3. A documented, yet adaptable plan
In times of uncertainty, it pays to focus on what you can control. With so much unknown ahead of us, putting a plan in place that can handle several outcomes is the best defense against a potential second wave of COVID-19. Create a playbook that accounts for the following factors, so you can be as proactive as possible when it counts.
Starting with employees, make a list of all audiences that will need to be informed about any significant changes made in light of the pandemic. It’s likely that these diverse groups will require different communication journeys, or campaigns, throughout the pandemic, so it’s advantageous to give yourself a bird’s-eye view.
Develop a dedicated crisis taskforce to establish who is responsible for company-wide communication and processes. If you already have a taskforce in place, make sure all members are able to respond quickly when decisions have to be made. Everyone on the team should follow updates in real time and check in regularly.

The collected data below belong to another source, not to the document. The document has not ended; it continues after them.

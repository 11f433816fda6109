use chrono::NaiveTime;
use clap::Subcommand;
use marquee_core::{Catalog, EventTimes, Show, ShowProfile};

use crate::common::{catalog_path, load_catalog};

#[derive(Subcommand)]
pub enum CatalogAction {
    /// Print the show catalog
    List,
    /// Write a starter catalog with one show and two profiles
    Seed,
}

pub fn run(action: CatalogAction) -> Result<(), Box<dyn std::error::Error>> {
    match action {
        CatalogAction::List => {
            let catalog = load_catalog()?;
            println!("{}", serde_json::to_string_pretty(&catalog)?);
        }
        CatalogAction::Seed => {
            let path = catalog_path()?;
            let catalog = starter_catalog();
            std::fs::write(&path, serde_json::to_string_pretty(&catalog)?)?;
            println!("catalog written to {}", path.display());
        }
    }
    Ok(())
}

fn time(h: u32, m: u32) -> NaiveTime {
    NaiveTime::from_hms_opt(h, m, 0).unwrap_or_default()
}

fn starter_catalog() -> Catalog {
    Catalog {
        shows: vec![Show {
            id: "main-show".into(),
            name: "Main Show".into(),
            profiles: vec![
                ShowProfile {
                    id: "evening".into(),
                    name: "Evening".into(),
                    times: EventTimes::new(time(20, 0), time(19, 0), time(23, 0)),
                    default_capacity: 80,
                },
                ShowProfile {
                    id: "matinee".into(),
                    name: "Matinee".into(),
                    times: EventTimes::new(time(14, 30), time(13, 30), time(17, 0)),
                    default_capacity: 60,
                },
            ],
        }],
    }
}
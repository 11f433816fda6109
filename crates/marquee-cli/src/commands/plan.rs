use clap::Subcommand;
use marquee_core::{
    BulkPlanner, CalendarStore, CommitPolicy, Effect, EventKind, ManualStatus, SkipReason,
};

use crate::common::{
    load_catalog, open_store, parse_date, parse_kind, parse_time, parse_visibility,
    parse_weekdays,
};

#[derive(Subcommand)]
pub enum PlanAction {
    /// Preview conflicts for a date pattern without writing anything
    Preview {
        #[arg(long)]
        from: String,
        #[arg(long)]
        to: String,
        /// Comma-separated weekdays, e.g. "fri,sat"
        #[arg(long)]
        weekdays: String,
        /// Extra explicit dates to include
        #[arg(long = "date")]
        dates: Vec<String>,
    },
    /// Generate events over a date pattern and commit them
    Generate {
        #[arg(long)]
        from: String,
        #[arg(long)]
        to: String,
        /// Comma-separated weekdays, e.g. "fri,sat"
        #[arg(long)]
        weekdays: String,
        /// Extra explicit dates to include
        #[arg(long = "date")]
        dates: Vec<String>,
        /// Event kind for the template
        #[arg(long, default_value = "show")]
        kind: String,
        #[arg(long, default_value = "public")]
        visibility: String,
        /// Show id from the catalog (show kind only)
        #[arg(long)]
        show: Option<String>,
        /// Profile id (defaults to the show's first profile)
        #[arg(long)]
        profile: Option<String>,
        #[arg(long)]
        capacity: Option<u32>,
        #[arg(long)]
        start: Option<String>,
        #[arg(long)]
        doors: Option<String>,
        #[arg(long)]
        end: Option<String>,
        /// Create the new events manually closed
        #[arg(long)]
        closed: bool,
        /// Replace dates that already carry an event
        #[arg(long)]
        overwrite: bool,
        /// Write even onto dates with live bookings
        #[arg(long)]
        force_bookings: bool,
    },
}

pub fn run(action: PlanAction) -> Result<(), Box<dyn std::error::Error>> {
    match action {
        PlanAction::Preview {
            from,
            to,
            weekdays,
            dates,
        } => {
            let store = open_store()?;
            let mut planner = BulkPlanner::new();
            select(&mut planner, &from, &to, &weekdays, &dates)?;

            let snapshot = store.snapshot()?;
            for (date, conflict) in planner.conflicts(&snapshot) {
                let mut notes = Vec::new();
                if conflict.existing_event {
                    notes.push("event exists".to_string());
                }
                if conflict.has_bookings() {
                    notes.push(format!("{} guests booked", conflict.blocking_party_total));
                }
                if notes.is_empty() {
                    notes.push("clean".into());
                }
                println!("{date}: {}", notes.join(", "));
            }
            // Nothing was written; the planner state just goes away.
            planner.abort();
        }
        PlanAction::Generate {
            from,
            to,
            weekdays,
            dates,
            kind,
            visibility,
            show,
            profile,
            capacity,
            start,
            doors,
            end,
            closed,
            overwrite,
            force_bookings,
        } => {
            let store = open_store()?;
            let catalog = load_catalog()?;
            let mut planner = BulkPlanner::new();
            select(&mut planner, &from, &to, &weekdays, &dates)?;

            planner.begin_configure()?;
            let kind = parse_kind(&kind)?;
            {
                let template = planner.template_mut()?;
                template.kind = kind;
                template.visibility = parse_visibility(&visibility)?;
                if let Some(show_id) = &show {
                    template.set_show(&catalog, show_id)?;
                    if let Some(profile_id) = &profile {
                        template.set_profile(&catalog, profile_id)?;
                    }
                } else if kind == EventKind::Show {
                    return Err("show templates require --show".into());
                }
                if let Some(capacity) = capacity {
                    template.capacity = capacity;
                }
                if closed {
                    template.manual_status = ManualStatus::Closed;
                }
                if start.is_some() || doors.is_some() || end.is_some() {
                    let mut times = template.times;
                    if let Some(start) = start {
                        times.start = parse_time(&start)?;
                    }
                    if let Some(doors) = doors {
                        times.doors_open = parse_time(&doors)?;
                    }
                    if let Some(end) = end {
                        times.end = parse_time(&end)?;
                    }
                    template.set_times(times);
                }
            }
            planner.begin_confirm()?;

            let summary = planner.commit(
                store.as_ref(),
                CommitPolicy {
                    overwrite,
                    force_bookings,
                },
            )?;

            for date in &summary.created {
                println!("created {date}");
            }
            for (date, reason) in &summary.skipped {
                match reason {
                    SkipReason::LiveBookings { party_total } => {
                        println!("skipped {date}: {party_total} guests booked")
                    }
                    SkipReason::ExistingEvent => println!("skipped {date}: event exists"),
                }
            }
            run_effects(&summary.effects);
        }
    }
    Ok(())
}

fn select(
    planner: &mut BulkPlanner,
    from: &str,
    to: &str,
    weekdays: &str,
    dates: &[String],
) -> Result<(), Box<dyn std::error::Error>> {
    let added = planner.select_range(
        parse_date(from)?,
        parse_date(to)?,
        &parse_weekdays(weekdays)?,
    )?;
    for date in dates {
        planner.toggle(parse_date(date)?)?;
    }
    println!(
        "{} date(s) selected ({added} from range)",
        planner.selection().len()
    );
    Ok(())
}

/// The CLI is the collaborator that executes commit effects: here that
/// just means printing them.
fn run_effects(effects: &[Effect]) {
    for effect in effects {
        match effect {
            Effect::EmailNotification { dates } => {
                println!("[email] notifying booking office about {} date(s)", dates.len())
            }
            Effect::AuditLog { message } => println!("[audit] {message}"),
            Effect::Toast { message } => println!("{message}"),
        }
    }
}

c. Communication strategy:
To bring it all together, create a master list of all your intended crisis communications recipient groups, the messages you are sending to each, and the date of send. To do this, you can leverage anything from a spreadsheet to a change communications solution. Compiling this information will allow you to track communications throughout the pandemic, and act quickly when complex messages need to be sent out en masse, or edited on the fly. If the organization needs to halt production or reduce head count, what will you say, and to whom? If an uptick in virus cases forces a tighter shutdown, what information will be relayed first? Avoid speculation in messaging, but lean toward transparency and clarity during moments of change. Outlining communications for these events ahead of time and tracking it all in a centralized location can give you a huge boost in keeping your organization informed and connected.

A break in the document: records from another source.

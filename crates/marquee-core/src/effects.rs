//! Post-commit side effects.
//!
//! The core never calls out to mailers, audit logs or UI toasts itself.
//! A commit returns an ordered list of effects and the caller executes
//! them; delivery and retry are entirely the collaborator's problem.

use chrono::NaiveDate;
use serde::{Deserialize, Serialize};

/// One fire-and-forget side effect requested by a commit.
#[derive(Debug, Clone, PartialEq, Eq, Serialize, Deserialize)]
#[serde(tag = "type", rename_all = "snake_case")]
pub enum Effect {
    /// Notify the booking office about newly created dates.
    EmailNotification { dates: Vec<NaiveDate> },
    /// Append a line to the audit log.
    AuditLog { message: String },
    /// Show a success toast to the operator.
    Toast { message: String },
}
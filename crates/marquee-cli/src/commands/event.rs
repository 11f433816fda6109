use clap::Subcommand;
use marquee_core::{CalendarEvent, CalendarStore, EventTimes, ManualStatus, ShowDetails};

use crate::common::{
    load_catalog, open_store, parse_date, parse_kind, parse_time, parse_visibility,
};

#[derive(Subcommand)]
pub enum EventAction {
    /// List all events
    List,
    /// Create or replace the event on a date
    Set {
        /// Date (YYYY-MM-DD)
        date: String,
        /// Event kind: show, rehearsal, private, blackout
        #[arg(long, default_value = "show")]
        kind: String,
        /// Visibility: public or internal
        #[arg(long, default_value = "public")]
        visibility: String,
        #[arg(long)]
        start: Option<String>,
        #[arg(long)]
        doors: Option<String>,
        #[arg(long)]
        end: Option<String>,
        /// Show id from the catalog (show kind only)
        #[arg(long)]
        show: Option<String>,
        /// Profile id under the show (defaults to the show's first)
        #[arg(long)]
        profile: Option<String>,
        #[arg(long)]
        capacity: Option<u32>,
        /// Manually close the date regardless of occupancy
        #[arg(long)]
        closed: bool,
    },
    /// Delete the event on a date (immediate, not soft)
    Rm {
        date: String,
    },
}

pub fn run(action: EventAction) -> Result<(), Box<dyn std::error::Error>> {
    let store = open_store()?;
    match action {
        EventAction::List => {
            let events = store.events()?;
            println!("{}", serde_json::to_string_pretty(&events)?);
        }
        EventAction::Set {
            date,
            kind,
            visibility,
            start,
            doors,
            end,
            show,
            profile,
            capacity,
            closed,
        } => {
            let date = parse_date(&date)?;
            let kind = parse_kind(&kind)?;
            let mut event = CalendarEvent::new(
                date,
                kind,
                parse_visibility(&visibility)?,
                EventTimes::default(),
            );

            if kind == marquee_core::EventKind::Show {
                let catalog = load_catalog()?;
                let show_id = show.ok_or("show events require --show")?;
                let catalog_show = catalog
                    .show(&show_id)
                    .ok_or_else(|| format!("unknown show: {show_id}"))?;
                let profile = match profile {
                    Some(id) => catalog
                        .profile(&show_id, &id)
                        .ok_or_else(|| format!("unknown profile: {id}"))?,
                    None => catalog_show
                        .profiles
                        .first()
                        .ok_or_else(|| format!("show {show_id} has no profiles"))?,
                };
                event.times = profile.times;
                event.booking_enabled = true;
                event.show = Some(ShowDetails {
                    show_id: show_id.clone(),
                    profile_id: profile.id.clone(),
                    capacity: capacity.unwrap_or(profile.default_capacity),
                    manual_status: if closed {
                        ManualStatus::Closed
                    } else {
                        ManualStatus::Open
                    },
                    booked_count: 0,
                });
            }
            if let Some(start) = start {
                event.times.start = parse_time(&start)?;
            }
            if let Some(doors) = doors {
                event.times.doors_open = parse_time(&doors)?;
            }
            if let Some(end) = end {
                event.times.end = parse_time(&end)?;
            }

            store.upsert_event(event)?;
            println!("event set for {date}");
        }
        EventAction::Rm { date } => {
            let date = parse_date(&date)?;
            store.delete_event(date)?;
            println!("event removed for {date}");
        }
    }
    Ok(())
}
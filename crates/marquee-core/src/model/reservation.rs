use chrono::NaiveDate;
use serde::{Deserialize, Serialize};

/// Booking lifecycle status.
///
/// Only the operational subset counts toward occupancy; anything that is
/// not cancelled or archived still blocks a bulk overwrite of its date.
#[derive(Debug, Clone, Copy, PartialEq, Eq, Serialize, Deserialize)]
#[serde(rename_all = "lowercase")]
pub enum ReservationStatus {
    Request,
    Option,
    Confirmed,
    Arrived,
    Invited,
    Waitlist,
    NoShow,
    Cancelled,
    Archived,
}

impl ReservationStatus {
    /// Statuses that count toward capacity.
    pub fn is_operational(self) -> bool {
        matches!(self, Self::Confirmed | Self::Arrived | Self::Invited)
    }

    /// Statuses that make a date a booking conflict during bulk planning.
    pub fn blocks_overwrite(self) -> bool {
        !matches!(self, Self::Cancelled | Self::Archived)
    }
}

/// One party's booking for one date. Owned by the booking subsystem;
/// this core only ever reads aggregates and never mutates these records.
#[derive(Debug, Clone, PartialEq, Eq, Serialize, Deserialize)]
pub struct Reservation {
    pub id: String,
    pub date: NaiveDate,
    pub party_size: u32,
    pub status: ReservationStatus,
}

impl Reservation {
    pub fn new(date: NaiveDate, party_size: u32, status: ReservationStatus) -> Self {
        Self {
            id: uuid::Uuid::new_v4().to_string(),
            date,
            party_size,
            status,
        }
    }
}
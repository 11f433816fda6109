//! Availability status engine.
//!
//! A pure mapping from occupancy numbers plus the staff override to the
//! customer-facing status of a date. Total and deterministic for all
//! non-negative inputs; `capacity == 0` is simply "already full".
//!
//! Also hosts the occupancy aggregation helpers shared by the day
//! projector and the bulk planner: booked counts are always recomputed
//! from live reservations, never read off a stored event.

use std::collections::BTreeMap;

use chrono::NaiveDate;
use serde::{Deserialize, Serialize};

use crate::model::{ManualStatus, Reservation, WaitlistEntry, WaitlistStatus};

/// Customer-facing status of a date.
#[derive(Debug, Clone, Copy, PartialEq, Eq, Serialize, Deserialize)]
#[serde(rename_all = "lowercase")]
pub enum Availability {
    Open,
    Waitlist,
    Closed,
}

/// Pending waitlist entries beyond this count close the date outright.
pub const WAITLIST_LIMIT: u32 = 10;

/// Classify a date's availability.
///
/// Rules, in order:
/// 1. The staff override wins: manually closed is closed, full or not.
/// 2. Below capacity is open.
/// 3. At or over capacity: waitlistable until the waitlist itself is
///    full, then closed.
pub fn classify(
    booked_count: u32,
    capacity: u32,
    waitlist_count: u32,
    manual_status: ManualStatus,
) -> Availability {
    if manual_status == ManualStatus::Closed {
        return Availability::Closed;
    }
    if booked_count < capacity {
        return Availability::Open;
    }
    if waitlist_count >= WAITLIST_LIMIT {
        Availability::Closed
    } else {
        Availability::Waitlist
    }
}

/// Occupancy for a date: summed party size over operational reservations.
pub fn booked_count(reservations: &[Reservation], date: NaiveDate) -> u32 {
    reservations
        .iter()
        .filter(|r| r.date == date && r.status.is_operational())
        .map(|r| r.party_size)
        .sum()
}

/// Pending waitlist entries per date.
pub fn waitlist_counts(entries: &[WaitlistEntry]) -> BTreeMap<NaiveDate, u32> {
    let mut counts = BTreeMap::new();
    for entry in entries {
        if entry.status == WaitlistStatus::Pending {
            *counts.entry(entry.date).or_insert(0) += 1;
        }
    }
    counts
}
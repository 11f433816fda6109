use clap::{Parser, Subcommand};

mod commands;
mod common;

#[derive(Parser)]
#[command(name = "marquee", version, about = "Marquee venue calendar CLI")]
struct Cli {
    #[command(subcommand)]
    command: Commands,
}

#[derive(Subcommand)]
enum Commands {
    /// Month and agenda views
    Calendar {
        #[command(subcommand)]
        action: commands::calendar::CalendarAction,
    },
    /// Single-event editing
    Event {
        #[command(subcommand)]
        action: commands::event::EventAction,
    },
    /// Reservation records
    Reservation {
        #[command(subcommand)]
        action: commands::reservation::ReservationAction,
    },
    /// Waitlist records
    Waitlist {
        #[command(subcommand)]
        action: commands::waitlist::WaitlistAction,
    },
    /// Bulk calendar generation
    Plan {
        #[command(subcommand)]
        action: commands::plan::PlanAction,
    },
    /// Show catalog management
    Catalog {
        #[command(subcommand)]
        action: commands::catalog::CatalogAction,
    },
    /// Configuration management
    Config {
        #[command(subcommand)]
        action: commands::config::ConfigAction,
    },
}

fn main() {
    let cli = Cli::parse();
    let result = match cli.command {
        Commands::Calendar { action } => commands::calendar::run(action),
        Commands::Event { action } => commands::event::run(action),
        Commands::Reservation { action } => commands::reservation::run(action),
        Commands::Waitlist { action } => commands::waitlist::run(action),
        Commands::Plan { action } => commands::plan::run(action),
        Commands::Catalog { action } => commands::catalog::run(action),
        Commands::Config { action } => commands::config::run(action),
    };

    if let Err(e) = result {
        eprintln!("error: {e}");
        std::process::exit(1);
    }
}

Although staying optimistic is a must, the threat of a second wave is one to be taken seriously. And, time spent preparing for another crisis will not be time wasted; even in the absence of a second wave, the fallout from the initial crisis could manifest in any number of ways, which can test the readiness of your organization. The best we can do is plan for the possible scenarios, prepare our teams, plot out communications, and be measured in our crisis management. As we continue to rethink the workplace, and excavate the future of productivity, keep in mind that we’ll need to first make it through this ongoing crisis. If a fifth phase of communications becomes necessary, make sure your organization leverages what they’ve learned to ensure a safe and productive future for your employees.